BTW...You do realize that you excite me when you use the word fuckton right?
Torrance~Time Out my ass!!! I wish the FUCK...wait, let me pump my brakes. Hell naw...no time outs here! I ended up grounding him from everything he owns, I didn't whip him though (other than that slap into the middle of next week). I also called the teacher...I'll be dropping in on brother man a few times per week until we straighten this out. And I will NOT hesitate to embarass in front of friends if I catch his ass slippin'!
This is more for Torrence, but I freely admit I don't have kids and am not talking from experience, but from theory. Listen to the parents first.
You wouldn't want child-rearing advice from someone who dresses like Urkel by his own free will, right?

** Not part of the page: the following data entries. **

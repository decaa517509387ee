//! The animation clock.
//!
//! A two-state machine (stopped / running) plus the step period. The clock
//! itself never schedules anything; the session loop owns the timer and
//! feeds [`AnimationClock::tick`] through the same path as gestures.

use rate_map_rates_models::YearRange;

/// Fastest allowed step period in milliseconds.
pub const MIN_SPEED_MS: u32 = 200;

/// Slowest allowed step period in milliseconds.
pub const MAX_SPEED_MS: u32 = 1_500;

/// Speed slider step in milliseconds.
pub const SPEED_STEP_MS: u32 = 100;

/// Step period on startup.
pub const DEFAULT_SPEED_MS: u32 = 700;

/// Play/pause state and step period.
#[derive(Debug, Clone, Copy, PartialEq, Eq)]
pub struct AnimationClock {
    running: bool,
    speed_ms: u32,
}

impl AnimationClock {
    /// Whether the clock is advancing the year.
    #[must_use]
    pub const fn is_running(self) -> bool {
        self.running
    }

    /// Current step period in milliseconds.
    #[must_use]
    pub const fn speed_ms(self) -> u32 {
        self.speed_ms
    }

    /// Stopped → Running. Returns whether the state changed.
    pub const fn start(&mut self) -> bool {
        let changed = !self.running;
        self.running = true;
        changed
    }

    /// Running → Stopped. Returns whether the state changed.
    pub const fn stop(&mut self) -> bool {
        let changed = self.running;
        self.running = false;
        changed
    }

    /// Flips between running and stopped.
    pub const fn toggle(&mut self) -> bool {
        self.running = !self.running;
        true
    }

    /// Sets the step period, clamped to
    /// [`MIN_SPEED_MS`]..=[`MAX_SPEED_MS`]. Returns whether it changed.
    pub fn set_speed(&mut self, speed_ms: u32) -> bool {
        let speed_ms = speed_ms.clamp(MIN_SPEED_MS, MAX_SPEED_MS);
        let changed = speed_ms != self.speed_ms;
        self.speed_ms = speed_ms;
        changed
    }

    /// The year after `year` if the clock is running, wrapping at the end
    /// of `years`. A tick delivered while stopped yields `None`.
    #[must_use]
    pub fn tick(self, years: YearRange, year: u16) -> Option<u16> {
        self.running.then(|| years.next_wrapping(year))
    }
}

impl Default for AnimationClock {
    fn default() -> Self {
        Self {
            running: false,
            speed_ms: DEFAULT_SPEED_MS,
        }
    }
}
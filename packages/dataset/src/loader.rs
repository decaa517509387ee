//! Loads the wide source CSV into a [`DatasetStore`].
//!
//! The source has one row per state plus one aggregate `U.S.A.` row, and
//! one column per year. Only the columns inside the requested
//! [`YearRange`] are read; every one of them must be present. Files ending
//! in `.gz` are decompressed before parsing.

use std::collections::BTreeSet;
use std::fs::File;
use std::io::Read;
use std::path::Path;

use rate_map_geography_models::labels::label_position;
use rate_map_geography_models::states::{STATE_NAMES, state_abbr};
use rate_map_rates_models::{NationalAverageRecord, RateRecord, Region, YearRange};

use crate::parsing::{parse_identifier, parse_rate};
use crate::{DatasetError, DatasetStore};

/// Header of the column holding `"<state> [<region code>]"`.
pub const IDENTIFIER_COLUMN: &str = "State / [Region]";

/// Identifier of the aggregate national row.
pub const NATIONAL_ROW: &str = "U.S.A.";

/// Loads the rate table from a file on disk.
///
/// # Errors
///
/// Returns [`DatasetError`] if the file cannot be read or the table is
/// malformed.
pub fn load_from_path(path: &Path, years: YearRange) -> Result<DatasetStore, DatasetError> {
    log::info!("Loading rate table from {}", path.display());

    let file = File::open(path)?;
    if path.extension().is_some_and(|ext| ext == "gz") {
        log::debug!("Decompressing gzip input");
        load_from_reader(flate2::read::GzDecoder::new(file), years)
    } else {
        load_from_reader(file, years)
    }
}

/// Loads the rate table from any reader producing CSV bytes.
///
/// State rows whose name has no known abbreviation, or whose region code
/// is missing or unknown, are skipped with a warning.
///
/// # Errors
///
/// Returns [`DatasetError`] if a required column is missing, a rate cell
/// in range is invalid, a state appears twice, the national row is
/// missing, or no state rows remain.
pub fn load_from_reader<R: Read>(reader: R, years: YearRange) -> Result<DatasetStore, DatasetError> {
    let mut reader = csv::ReaderBuilder::new()
        .flexible(true)
        .from_reader(reader);

    let headers: Vec<String> = reader
        .headers()?
        .iter()
        .map(|h| h.trim().to_owned())
        .collect();

    let identifier_idx = headers
        .iter()
        .position(|h| h == IDENTIFIER_COLUMN)
        .ok_or_else(|| DatasetError::MissingColumn {
            column: IDENTIFIER_COLUMN.to_owned(),
        })?;

    let year_columns: Vec<(u16, usize)> = years
        .iter()
        .map(|year| {
            let label = year.to_string();
            headers
                .iter()
                .position(|h| *h == label)
                .map(|idx| (year, idx))
                .ok_or(DatasetError::MissingColumn { column: label })
        })
        .collect::<Result<_, _>>()?;

    let mut records = Vec::new();
    let mut national = None;
    let mut seen = BTreeSet::new();

    for (row_idx, result) in reader.records().enumerate() {
        let row = result?;

        let identifier = row.get(identifier_idx).unwrap_or("").trim();
        if identifier.is_empty() {
            return Err(DatasetError::MissingIdentifier { line: row_idx + 2 });
        }
        let parsed = parse_identifier(identifier);

        if !seen.insert(parsed.name.to_owned()) {
            return Err(DatasetError::DuplicateState {
                state: parsed.name.to_owned(),
            });
        }

        let rates = year_columns
            .iter()
            .map(|&(year, idx)| parse_rate(row.get(idx), parsed.name, year).map(|r| (year, r)))
            .collect::<Result<Vec<_>, _>>()?;

        if parsed.name == NATIONAL_ROW {
            national = Some(
                rates
                    .into_iter()
                    .map(|(year, rate)| NationalAverageRecord { year, rate })
                    .collect::<Vec<_>>(),
            );
            continue;
        }

        let Some(abbreviation) = state_abbr(parsed.name) else {
            log::warn!("Skipping '{}': no known state abbreviation", parsed.name);
            continue;
        };
        let Some(region) = parsed.region_code.and_then(Region::from_code) else {
            log::warn!(
                "Skipping '{}': unrecognized region code {:?}",
                parsed.name,
                parsed.region_code
            );
            continue;
        };

        records.extend(
            rates
                .into_iter()
                .map(|(year, rate)| RateRecord::new(parsed.name, year, rate, region, abbreviation)),
        );
    }

    let national = national.ok_or(DatasetError::MissingNationalRow)?;
    let store = DatasetStore::new(records, national, years)?;

    for name in absent_states(&store) {
        log::warn!("No rows for {name}");
    }
    for name in unlabeled_states(&store) {
        log::warn!("No label coordinates for {name}; the map draws it unlabeled");
    }

    log::info!(
        "Loaded {} state-year records for {} states ({}-{})",
        store.records().len(),
        store.states().len(),
        years.first(),
        years.last()
    );

    Ok(store)
}

/// Reference states with no row in the store.
fn absent_states(store: &DatasetStore) -> impl Iterator<Item = &'static str> + '_ {
    STATE_NAMES
        .iter()
        .copied()
        .filter(|name| !store.contains_state(name))
}

/// Stored states the map has no label placement for.
fn unlabeled_states(store: &DatasetStore) -> impl Iterator<Item = &str> {
    store
        .states()
        .iter()
        .map(String::as_str)
        .filter(|name| label_position(name).is_none())
}

#[cfg(test)]
mod tests {
    use std::io::Write as _;

    use rate_map_rates_models::RateBand;

    use super::*;

    fn years() -> YearRange {
        YearRange::new(2000, 2002).unwrap()
    }

    const TABLE: &str = "\
State / [Region],1999,2000,2001,2002
Alabama [ESC],11.0,12.0,15.0,11.0
District of Columbia [SA],5.0,6.1,6.4,7.0
U.S.A.,10.0,10.4,10.7,11.0
Wyoming [M],25.0,29.9,30.0,31.5
";

    #[test]
    fn loads_states_and_national_row() {
        let store = load_from_reader(TABLE.as_bytes(), years()).unwrap();

        assert_eq!(store.states().len(), 3);
        assert_eq!(store.records().len(), 9);
        assert_eq!(store.national_series().len(), 3);

        let alabama = store.record("Alabama", 2001).unwrap();
        assert_eq!(alabama.abbreviation, "AL");
        assert_eq!(alabama.region, Region::EastSouthCentral);
        assert_eq!(alabama.band, RateBand::FifteenToTwenty);

        let dc = store.record("District of Columbia", 2000).unwrap();
        assert_eq!(dc.region, Region::SouthAtlantic);
        assert_eq!(dc.band, RateBand::BelowTen);
    }

    #[test]
    fn coverage_gaps_are_computed_at_load() {
        let store = load_from_reader(TABLE.as_bytes(), years()).unwrap();

        assert_eq!(unlabeled_states(&store).count(), 0);
        let absent: Vec<_> = absent_states(&store).collect();
        assert_eq!(absent.len(), 48);
        assert!(absent.contains(&"Texas"));
        assert!(!absent.contains(&"Wyoming"));
    }

    #[test]
    fn ignores_columns_outside_range() {
        let store = load_from_reader(TABLE.as_bytes(), years()).unwrap();
        assert!(store.record("Wyoming", 1999).is_none());
        assert_eq!(store.record("Wyoming", 2001).unwrap().band, RateBand::AboveThirty);
    }

    #[test]
    fn missing_year_column_is_fatal() {
        let table = "State / [Region],2000,2001\nAlabama [ESC],1,2\nU.S.A.,1,2\n";
        let err = load_from_reader(table.as_bytes(), years()).unwrap_err();
        assert!(
            matches!(err, DatasetError::MissingColumn { ref column } if column == "2002"),
            "{err}"
        );
    }

    #[test]
    fn missing_identifier_column_is_fatal() {
        let table = "State,2000,2001,2002\nAlabama,1,2,3\n";
        let err = load_from_reader(table.as_bytes(), years()).unwrap_err();
        assert!(matches!(err, DatasetError::MissingColumn { .. }), "{err}");
    }

    #[test]
    fn unparseable_rate_is_fatal() {
        let table = "State / [Region],2000,2001,2002\nAlabama [ESC],1,x,3\nU.S.A.,1,2,3\n";
        let err = load_from_reader(table.as_bytes(), years()).unwrap_err();
        assert!(
            matches!(err, DatasetError::InvalidRate { year: 2001, ref value, .. } if value == "x"),
            "{err}"
        );
    }

    #[test]
    fn short_row_is_fatal() {
        let table = "State / [Region],2000,2001,2002\nAlabama [ESC],1,2\nU.S.A.,1,2,3\n";
        let err = load_from_reader(table.as_bytes(), years()).unwrap_err();
        assert!(matches!(err, DatasetError::InvalidRate { year: 2002, .. }), "{err}");
    }

    #[test]
    fn missing_national_row_is_fatal() {
        let table = "State / [Region],2000,2001,2002\nAlabama [ESC],1,2,3\n";
        let err = load_from_reader(table.as_bytes(), years()).unwrap_err();
        assert!(matches!(err, DatasetError::MissingNationalRow), "{err}");
    }

    #[test]
    fn duplicate_state_row_is_fatal() {
        let table = "State / [Region],2000,2001,2002\nAlabama [ESC],1,2,3\nAlabama [ESC],1,2,3\n";
        let err = load_from_reader(table.as_bytes(), years()).unwrap_err();
        assert!(matches!(err, DatasetError::DuplicateState { .. }), "{err}");
    }

    #[test]
    fn skips_unknown_states_and_regions() {
        let table = "\
State / [Region],2000,2001,2002
Alabama [ESC],1,2,3
Puerto Rico [SA],1,2,3
Texas [ZZ],1,2,3
Ohio,1,2,3
U.S.A.,1,2,3
";
        let store = load_from_reader(table.as_bytes(), years()).unwrap();
        assert_eq!(store.states(), ["Alabama".to_string()]);
    }

    #[test]
    fn only_unknown_states_is_fatal() {
        let table = "State / [Region],2000,2001,2002\nPuerto Rico [SA],1,2,3\nU.S.A.,1,2,3\n";
        let err = load_from_reader(table.as_bytes(), years()).unwrap_err();
        assert!(matches!(err, DatasetError::Empty), "{err}");
    }

    #[test]
    fn loads_gzip_file() {
        let dir = std::env::temp_dir().join(format!("rate_map_loader_{}", std::process::id()));
        std::fs::create_dir_all(&dir).unwrap();
        let path = dir.join("rates.csv.gz");

        let mut encoder =
            flate2::write::GzEncoder::new(Vec::new(), flate2::Compression::default());
        encoder.write_all(TABLE.as_bytes()).unwrap();
        std::fs::write(&path, encoder.finish().unwrap()).unwrap();

        let store = load_from_path(&path, years()).unwrap();
        assert_eq!(store.states().len(), 3);

        std::fs::remove_dir_all(&dir).ok();
    }

    #[test]
    fn missing_file_is_io_error() {
        let err = load_from_path(Path::new("does/not/exist.csv"), years()).unwrap_err();
        assert!(matches!(err, DatasetError::Io(_)), "{err}");
    }
}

MrT~Actually, I do appreciate the input...you ALL have brought some things to light today!!! Thanks...Urkel ;-)
******THIS JUST IN...ANOTHER CALL FROM THE TEACHER. HE DIDN'T TURN IN ONE OF HIS ASSIGNMENTS TODAY. IT'S ON WHEN I GET OFF!
Remember, don't let the circumstances turn you into Crazy Mom. Since he's grounded from everything, he'll have plenty of time to make up everything he's fallen behind in. From Minute One until his eyes close in sleep.
It was nice hearing about your child. Hopefully you'll let him out from under the stairs eventually.
....that may have made no sense. I spent entirely too much time watching Lifetime lately.
Susan~Under the stairs would be paradise for him at the moment...seriously. I have about had it with him!
Boy o boy...
Does he need help with academics? Just wondering.
Bring him to prison to visit his future friends if he doesn't get his butt in gear.
Susan, what's scary, is that I got it.
NoR~He missed Advanced Placement by 2 fricking points...I'm pretty sure there's no problem in academics...if you ask me, he's too smart for his own good! Come to think of it, I might just call Kentucky State Reformatory and make that appointment!
My youngest daughter is the biggest boundary pusher you will ever meet. What seems to work for her is a system of positive and negative reinforcement. If she does well she gets rewarded. If she messes up, she loses something.
I got an email last year from one of her teachers saying she was acting up in class and not doing assignments. First we had a talk and then I took her cell phone away for a week and told her she'd lose it for a month and be grounded for a week from all social activities if she didn't get back on track. Her cell phone is her life.
A few weeks later, I got another email from her teacher saying she didn't know what I did, but my daughter's behavior had turned around and she was a model student.
With my daughter, it's about hitting her where it REALLY hurts and staying on her. I don't know if that helps, but it sounds like your son and my daughter have a lot in common.
Fuckton.
Fuckton.
Trying to help your day. ;-)
fuckton, fuckton.
just in case nor's accent doesnt' do the same as mine.
;)
Our kid is 4 and already on the verge of tanning his hide for not calling me "sir". Spank away!
Annnnddd?
Fuckton!
Purely because I sure do love that word.
tera--sorry i'm so late to this one. yikes. i'll be waiting to see what happens.
just f.y.i.--i'm not a fan of the physical stuff when they're older and can be grounded, etc.
Churlita~You're right, they sound a lot alike...at the tender young age of 8, drawing is his life. If he keeps up the crap, he will come home to find that he's been stripped of all his paper and colored pencils!
NoR~Oh you had better believe it! I will refer back to your comment often.
Heather~And I totally said it in 2 different accents in my head.
Cyber~You gotta get 'em early!
NoR~The punishment seems to be working and guess who he saw sitting in the back of Math class on Tuesday??? You should have seen the look on his face!
Susan~Say it again! Say it again (In the Whoopi Goldberg hyena's voice on Lion King)!
Nance~I'm waiting to see what happens as well. The slap was all he got this time, but I can't even begin to tell you what might happen if he doesn't straighten his act up...and SOON!